The ways companies risk security in a crisis: internal threats

Internal threats

Your own employees aren’t less dangerous for business than hackers or external scammers. According to SearchInform, 100% of companies identified the attempts of employees to take corporate data during the first months of using the company’s services. In a crisis, and in marks of panic, the risks only grow.

Firstly, there are organizational and technological risks. To protect employees, companies transfer them to remote work, and do it in a hurry. If an organization does not have experience in this, remote access to corporate resources is configured somehow. For example, if you do not configure VPN and two-factor authentication when connecting, employees from home get connected to CRM or network folders via unencrypted communication channels and attackers can intercept traffic. 

For convenience, some corporate documents are uploaded to public clouds or to personal flash drives of employees. And there is a risk of accidental or intentional leaks.

Not all companies can provide employees with corporate PCs, they have to work from their own devices and not all employees’ PCs are protected at least by antivirus. 

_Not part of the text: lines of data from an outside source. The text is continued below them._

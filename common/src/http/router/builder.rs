use std::fmt::{Debug, Formatter};

use super::middleware::{Middleware, PreMiddlewareHandler};
use super::types::{ErrorHandler, RouteHandler, RouteInfo};
use super::Router;

enum RouterItem<I, O, E> {
    Route(hyper::Method, RouteHandler<I, O, E>),
    Scope(RouterBuilder<I, O, E>),
}

pub struct RouterBuilder<I, O, E> {
    tree: Vec<(&'static str, RouterItem<I, O, E>)>,
    pre_middleware: Vec<PreMiddlewareHandler<E>>,
    error_handler: Option<ErrorHandler<O, E>>,
    not_found: Option<RouteHandler<I, O, E>>,
}

impl<I, O, E> Debug for RouterBuilder<I, O, E> {
    fn fmt(&self, f: &mut Formatter<'_>) -> std::fmt::Result {
        f.debug_struct("RouterBuilder")
            .field("tree", &self.tree.len())
            .field("pre_middleware", &self.pre_middleware.len())
            .finish()
    }
}

impl<I: 'static, O: 'static, E: 'static> Default for RouterBuilder<I, O, E> {
    fn default() -> Self {
        Self::new()
    }
}

impl<I: 'static, O: 'static, E: 'static> RouterBuilder<I, O, E> {
    pub fn new() -> Self {
        Self {
            tree: Vec::new(),
            pre_middleware: Vec::new(),
            error_handler: None,
            not_found: None,
        }
    }

    pub fn middleware(mut self, middleware: Middleware<E>) -> Self {
        match middleware {
            Middleware::Pre(handler) => self.pre_middleware.push(handler),
        }

        self
    }

    /// Makes `data` available to every request via extensions.
    pub fn data<T: Clone + Send + Sync + 'static>(self, data: T) -> Self {
        self.middleware(Middleware::pre(move |mut req| {
            req.extensions_mut().insert(data.clone());
            async move { Ok(req) }
        }))
    }

    pub fn error_handler<F: std::future::Future<Output = hyper::Response<O>> + Send + 'static>(
        mut self,
        handler: impl Fn(hyper::Request<()>, E) -> F + Send + Sync + 'static,
    ) -> Self {
        self.error_handler = Some(ErrorHandler(Box::new(move |(req, err)| Box::pin(handler(req, err)))));
        self
    }

    pub fn get<F: std::future::Future<Output = Result<hyper::Response<O>, E>> + Send + 'static>(
        self,
        path: &'static str,
        handler: impl Fn(hyper::Request<I>) -> F + Send + Sync + 'static,
    ) -> Self {
        self.add_route(hyper::Method::GET, path, handler)
    }

    pub fn post<F: std::future::Future<Output = Result<hyper::Response<O>, E>> + Send + 'static>(
        self,
        path: &'static str,
        handler: impl Fn(hyper::Request<I>) -> F + Send + Sync + 'static,
    ) -> Self {
        self.add_route(hyper::Method::POST, path, handler)
    }

    pub fn delete<F: std::future::Future<Output = Result<hyper::Response<O>, E>> + Send + 'static>(
        self,
        path: &'static str,
        handler: impl Fn(hyper::Request<I>) -> F + Send + Sync + 'static,
    ) -> Self {
        self.add_route(hyper::Method::DELETE, path, handler)
    }

    pub fn add_route<F: std::future::Future<Output = Result<hyper::Response<O>, E>> + Send + 'static>(
        mut self,
        method: hyper::Method,
        path: &'static str,
        handler: impl Fn(hyper::Request<I>) -> F + Send + Sync + 'static,
    ) -> Self {
        self.tree.push((
            path,
            RouterItem::Route(method, RouteHandler(Box::new(move |req| Box::pin(handler(req))))),
        ));
        self
    }

    pub fn scope(mut self, path: &'static str, router: RouterBuilder<I, O, E>) -> Self {
        self.tree.push((path, RouterItem::Scope(router)));
        self
    }

    /// Fallback when no route matches. Root middleware does not run for it.
    pub fn not_found<F: std::future::Future<Output = Result<hyper::Response<O>, E>> + Send + 'static>(
        mut self,
        handler: impl Fn(hyper::Request<I>) -> F + Send + Sync + 'static,
    ) -> Self {
        self.not_found = Some(RouteHandler(Box::new(move |req| Box::pin(handler(req)))));
        self
    }

    fn build_scoped(mut self, parent_path: &str, target: &mut Router<I, O, E>, pre_middlewares: &[usize]) {
        if let Some(error_handler) = self.error_handler.take() {
            target.error_handler = Some(error_handler);
        }

        if let Some(not_found) = self.not_found.take() {
            target.not_found = Some(not_found);
        }

        let pre_middleware_idxs = pre_middlewares
            .iter()
            .copied()
            .chain(self.pre_middleware.into_iter().map(|handler| {
                target.pre_middlewares.push(handler);
                target.pre_middlewares.len() - 1
            }))
            .collect::<Vec<_>>();

        for (path, item) in self.tree {
            let parent_path = parent_path.trim_matches('/');
            let path = path.trim_matches('/');
            let joined = format!(
                "{parent_path}{}{path}",
                if parent_path.is_empty() { "" } else { "/" }
            );

            match item {
                RouterItem::Route(method, handler) => {
                    target.routes.push(handler);

                    let info = RouteInfo {
                        route: target.routes.len() - 1,
                        pre_middleware: pre_middleware_idxs.clone(),
                    };

                    let full_path = format!("/{}/{joined}", method.as_str());

                    tracing::debug!(full_path, "adding route");

                    let _ = target.tree.insert(&full_path, info);
                }
                RouterItem::Scope(router) => {
                    router.build_scoped(&joined, target, &pre_middleware_idxs);
                }
            }
        }
    }

    pub fn build(self) -> Router<I, O, E> {
        let mut router = Router {
            routes: Vec::new(),
            pre_middlewares: Vec::new(),
            error_handler: None,
            not_found: None,
            tree: path_tree::PathTree::new(),
        };

        self.build_scoped("", &mut router, &[]);

        router
    }
}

Secondly, the human factor plays a very important role. We’ve already mentioned the tricks of cyber fraudsters, but you have to be prepared that any employee, out of fear or curiosity, can click on a malicious link or respond to fake emails. In addition, in any team there are those who are open to catch fish in troubled waters. These employees will try to carry away everything that isn't nailed down – from paper clips to customer databases – or to perform their fraudulent schemes. The experts predict that the number of leaks and other dishonest actions through the fault of employees in the current crisis will double.

The situation worsens on the free territory outside the office. At home, people generally tend to relax and think less about security. As a maximum, when dishonest employees are out of control they will easily scam. As a minimum, discipline regresses, a lot of distracting factors appear which ultimately affects employees’ productivity and hits employers where it hurts the most – their wallets.

If the crisis progresses, there will be another problem: staff reduction and discontent of those who are forced to leave the job. Such dismissals are dangerous because employees can take sensitive information with them in order to gain respect in a new place, or simply try to revenge - to delete, edit or steal critical data.

How to protect?

•    Protect access to corporate services. Connecting to corporate resources - only through VPN and two-factor authentication.
•    Install employee monitoring solution. For example, time tracker software for employee productivity control or DLP system, that monitors all possible data transfer channels and prevents information leakages, and at the same time reveals signs of corporate fraud such as kickbacks, side-selling schemes, sabotage. 
•    Transfer your employees to remote work with corporate laptops. Let the IT department encrypt hard drives and previously close the ability to change the configuration of software and hardware. And it’s very important to set up corporate cloud backup. An additional plus is that you can install any employee monitoring software on corporate PCs, the main thing is to warn employees that it will be active while working outside the office.
•    Configure terminal access for those who will work on personal devices. In this mode, all work is done on the corporate server; the remote PC only displays information on the screen and allows you to enter data from the keyboard. Corporate files will remain in the corporate environment, and the risk of data leakages is reduced if there are data protection systems on servers, in databases and file storages. 
•    Get help from outsourcers if you don’t have enough hands or resources to ensure full control. Information security outsourcing services suggest that a provider supplies security software and a specialist who works with it. It is faster and cheaper than urgently purchasing hardware and software, especially since in an emergency they may not be available from suppliers. 

Protective measures in a crisis do not differ much from regular ones. At the same time, cyber threats and internal risks always exist. If you immediately build business processes taking into account security requirements and have an action plan in case of force majeure situations with pre-scheduled resources, then even in difficult times you can work without problems. Ultimately, this is exactly what your business needs during a crisis.